# [Exercise brief]
Search the entries for lines that contain the word "StreamOwned", and report each one found.

Stored entries
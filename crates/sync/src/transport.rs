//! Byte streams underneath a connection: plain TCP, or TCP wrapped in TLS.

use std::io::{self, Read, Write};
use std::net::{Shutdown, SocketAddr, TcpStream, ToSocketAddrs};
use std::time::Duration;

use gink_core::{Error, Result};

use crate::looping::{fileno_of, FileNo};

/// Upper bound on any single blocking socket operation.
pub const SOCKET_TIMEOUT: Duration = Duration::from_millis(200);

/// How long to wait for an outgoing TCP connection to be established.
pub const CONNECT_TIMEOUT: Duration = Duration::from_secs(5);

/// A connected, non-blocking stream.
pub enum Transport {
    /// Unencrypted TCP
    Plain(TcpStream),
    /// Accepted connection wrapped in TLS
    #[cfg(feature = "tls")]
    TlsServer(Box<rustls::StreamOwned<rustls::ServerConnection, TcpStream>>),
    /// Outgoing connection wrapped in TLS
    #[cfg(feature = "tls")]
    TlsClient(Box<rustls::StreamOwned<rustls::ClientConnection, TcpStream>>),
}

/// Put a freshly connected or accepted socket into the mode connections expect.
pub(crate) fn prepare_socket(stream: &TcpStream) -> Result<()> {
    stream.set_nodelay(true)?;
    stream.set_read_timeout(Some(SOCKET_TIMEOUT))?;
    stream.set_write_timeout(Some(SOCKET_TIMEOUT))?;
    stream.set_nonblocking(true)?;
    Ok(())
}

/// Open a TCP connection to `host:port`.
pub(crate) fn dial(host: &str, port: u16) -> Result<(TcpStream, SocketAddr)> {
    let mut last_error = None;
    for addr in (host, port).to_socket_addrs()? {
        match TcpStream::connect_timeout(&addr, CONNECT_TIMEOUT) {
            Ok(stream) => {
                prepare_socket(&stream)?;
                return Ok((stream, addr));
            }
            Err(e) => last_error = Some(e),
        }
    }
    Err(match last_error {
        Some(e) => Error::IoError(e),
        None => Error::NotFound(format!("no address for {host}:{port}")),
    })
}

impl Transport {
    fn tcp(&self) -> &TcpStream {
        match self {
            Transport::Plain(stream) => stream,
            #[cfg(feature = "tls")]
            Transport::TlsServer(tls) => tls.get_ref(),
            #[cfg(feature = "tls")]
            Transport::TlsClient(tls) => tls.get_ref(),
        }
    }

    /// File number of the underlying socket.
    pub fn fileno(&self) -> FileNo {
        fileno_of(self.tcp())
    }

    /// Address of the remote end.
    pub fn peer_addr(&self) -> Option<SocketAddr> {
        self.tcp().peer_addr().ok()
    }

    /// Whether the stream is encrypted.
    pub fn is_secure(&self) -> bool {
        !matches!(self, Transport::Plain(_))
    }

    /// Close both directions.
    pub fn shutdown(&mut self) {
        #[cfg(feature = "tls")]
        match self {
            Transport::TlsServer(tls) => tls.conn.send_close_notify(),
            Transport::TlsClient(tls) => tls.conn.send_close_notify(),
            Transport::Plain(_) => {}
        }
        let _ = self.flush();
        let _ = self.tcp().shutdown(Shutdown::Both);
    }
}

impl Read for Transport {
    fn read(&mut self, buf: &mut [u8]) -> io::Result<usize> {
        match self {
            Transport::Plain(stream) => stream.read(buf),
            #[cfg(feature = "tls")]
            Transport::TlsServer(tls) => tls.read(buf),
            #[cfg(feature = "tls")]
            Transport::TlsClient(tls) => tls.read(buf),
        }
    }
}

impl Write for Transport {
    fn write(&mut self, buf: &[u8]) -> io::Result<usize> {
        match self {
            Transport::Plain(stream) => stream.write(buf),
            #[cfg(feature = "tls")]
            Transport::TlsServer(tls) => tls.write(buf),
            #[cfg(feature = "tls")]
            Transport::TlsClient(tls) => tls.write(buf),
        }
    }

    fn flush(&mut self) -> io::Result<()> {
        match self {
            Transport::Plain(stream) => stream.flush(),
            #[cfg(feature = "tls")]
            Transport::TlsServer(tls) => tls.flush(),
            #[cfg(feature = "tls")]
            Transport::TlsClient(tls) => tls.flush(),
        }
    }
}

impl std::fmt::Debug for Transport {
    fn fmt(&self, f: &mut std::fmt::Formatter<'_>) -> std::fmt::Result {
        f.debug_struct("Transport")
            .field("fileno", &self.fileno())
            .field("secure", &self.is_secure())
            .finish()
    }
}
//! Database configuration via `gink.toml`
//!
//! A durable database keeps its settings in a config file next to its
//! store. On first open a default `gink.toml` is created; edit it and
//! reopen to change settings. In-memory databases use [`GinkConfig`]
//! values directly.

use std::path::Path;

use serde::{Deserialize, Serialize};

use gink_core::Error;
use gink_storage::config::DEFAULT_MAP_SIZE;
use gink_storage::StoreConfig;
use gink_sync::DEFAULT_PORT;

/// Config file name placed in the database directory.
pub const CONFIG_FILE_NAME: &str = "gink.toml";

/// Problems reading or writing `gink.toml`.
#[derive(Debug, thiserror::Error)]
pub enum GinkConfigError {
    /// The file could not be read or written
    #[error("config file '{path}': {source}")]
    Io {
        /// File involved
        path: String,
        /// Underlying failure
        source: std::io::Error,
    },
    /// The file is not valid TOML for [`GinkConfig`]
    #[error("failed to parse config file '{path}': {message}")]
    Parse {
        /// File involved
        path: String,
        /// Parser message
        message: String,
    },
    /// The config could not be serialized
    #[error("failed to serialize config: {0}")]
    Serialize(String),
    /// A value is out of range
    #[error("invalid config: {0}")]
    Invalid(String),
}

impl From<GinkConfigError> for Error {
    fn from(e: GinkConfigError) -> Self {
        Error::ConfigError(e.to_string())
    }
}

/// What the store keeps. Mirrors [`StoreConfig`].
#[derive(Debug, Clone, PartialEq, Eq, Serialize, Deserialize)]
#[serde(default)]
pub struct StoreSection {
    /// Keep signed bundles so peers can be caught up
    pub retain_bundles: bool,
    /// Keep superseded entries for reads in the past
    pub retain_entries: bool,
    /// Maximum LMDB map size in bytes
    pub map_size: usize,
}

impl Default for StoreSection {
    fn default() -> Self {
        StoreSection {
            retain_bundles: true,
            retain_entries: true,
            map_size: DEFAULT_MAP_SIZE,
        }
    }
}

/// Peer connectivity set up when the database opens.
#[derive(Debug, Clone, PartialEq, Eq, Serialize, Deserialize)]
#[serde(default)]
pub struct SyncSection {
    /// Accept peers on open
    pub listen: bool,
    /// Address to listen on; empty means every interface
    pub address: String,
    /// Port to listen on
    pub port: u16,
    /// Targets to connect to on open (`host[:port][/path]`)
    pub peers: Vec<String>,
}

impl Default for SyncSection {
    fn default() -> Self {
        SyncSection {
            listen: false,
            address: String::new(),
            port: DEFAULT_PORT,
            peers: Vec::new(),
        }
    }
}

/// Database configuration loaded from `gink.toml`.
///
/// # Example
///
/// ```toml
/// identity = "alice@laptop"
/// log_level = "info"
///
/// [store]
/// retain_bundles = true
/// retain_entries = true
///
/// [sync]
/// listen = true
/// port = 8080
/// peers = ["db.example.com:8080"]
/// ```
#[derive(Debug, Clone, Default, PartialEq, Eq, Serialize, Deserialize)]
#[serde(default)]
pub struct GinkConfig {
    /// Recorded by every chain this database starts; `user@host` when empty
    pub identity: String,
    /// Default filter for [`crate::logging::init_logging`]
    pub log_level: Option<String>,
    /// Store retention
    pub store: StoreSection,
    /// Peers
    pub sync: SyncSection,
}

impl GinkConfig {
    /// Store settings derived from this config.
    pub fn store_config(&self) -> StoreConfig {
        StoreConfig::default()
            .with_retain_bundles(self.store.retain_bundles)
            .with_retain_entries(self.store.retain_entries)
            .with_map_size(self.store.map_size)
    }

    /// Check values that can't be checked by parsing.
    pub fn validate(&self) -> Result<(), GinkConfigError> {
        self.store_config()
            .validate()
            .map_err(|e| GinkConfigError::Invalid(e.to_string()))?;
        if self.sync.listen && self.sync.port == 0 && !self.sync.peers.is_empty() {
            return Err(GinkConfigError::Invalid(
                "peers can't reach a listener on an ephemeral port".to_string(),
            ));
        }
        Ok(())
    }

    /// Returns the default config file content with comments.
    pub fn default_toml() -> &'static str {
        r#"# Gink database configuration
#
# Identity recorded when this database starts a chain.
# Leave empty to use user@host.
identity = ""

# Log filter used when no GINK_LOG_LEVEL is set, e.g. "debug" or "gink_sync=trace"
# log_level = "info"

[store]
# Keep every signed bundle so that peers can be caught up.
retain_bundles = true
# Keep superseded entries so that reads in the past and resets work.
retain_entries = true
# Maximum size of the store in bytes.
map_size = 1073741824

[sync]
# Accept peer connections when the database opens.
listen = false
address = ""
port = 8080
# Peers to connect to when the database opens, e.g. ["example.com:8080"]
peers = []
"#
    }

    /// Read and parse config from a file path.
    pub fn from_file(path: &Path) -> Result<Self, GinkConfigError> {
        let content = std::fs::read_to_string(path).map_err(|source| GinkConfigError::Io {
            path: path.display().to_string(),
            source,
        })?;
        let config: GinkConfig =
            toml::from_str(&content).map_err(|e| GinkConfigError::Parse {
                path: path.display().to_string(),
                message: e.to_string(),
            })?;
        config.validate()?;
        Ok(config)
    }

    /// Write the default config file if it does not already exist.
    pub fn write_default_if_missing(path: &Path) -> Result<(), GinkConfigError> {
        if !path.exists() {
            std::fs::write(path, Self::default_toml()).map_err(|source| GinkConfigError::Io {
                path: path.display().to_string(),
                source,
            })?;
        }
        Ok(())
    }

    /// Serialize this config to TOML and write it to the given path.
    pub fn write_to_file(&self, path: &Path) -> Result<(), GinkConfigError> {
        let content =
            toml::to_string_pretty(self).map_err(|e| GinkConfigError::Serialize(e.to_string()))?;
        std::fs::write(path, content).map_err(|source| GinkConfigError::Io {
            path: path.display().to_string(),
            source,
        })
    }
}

# [Task solution]
    TlsServer(Box<rustls::StreamOwned<rustls::ServerConnection, TcpStream>>),
    TlsClient(Box<rustls::StreamOwned<rustls::ClientConnection, TcpStream>>),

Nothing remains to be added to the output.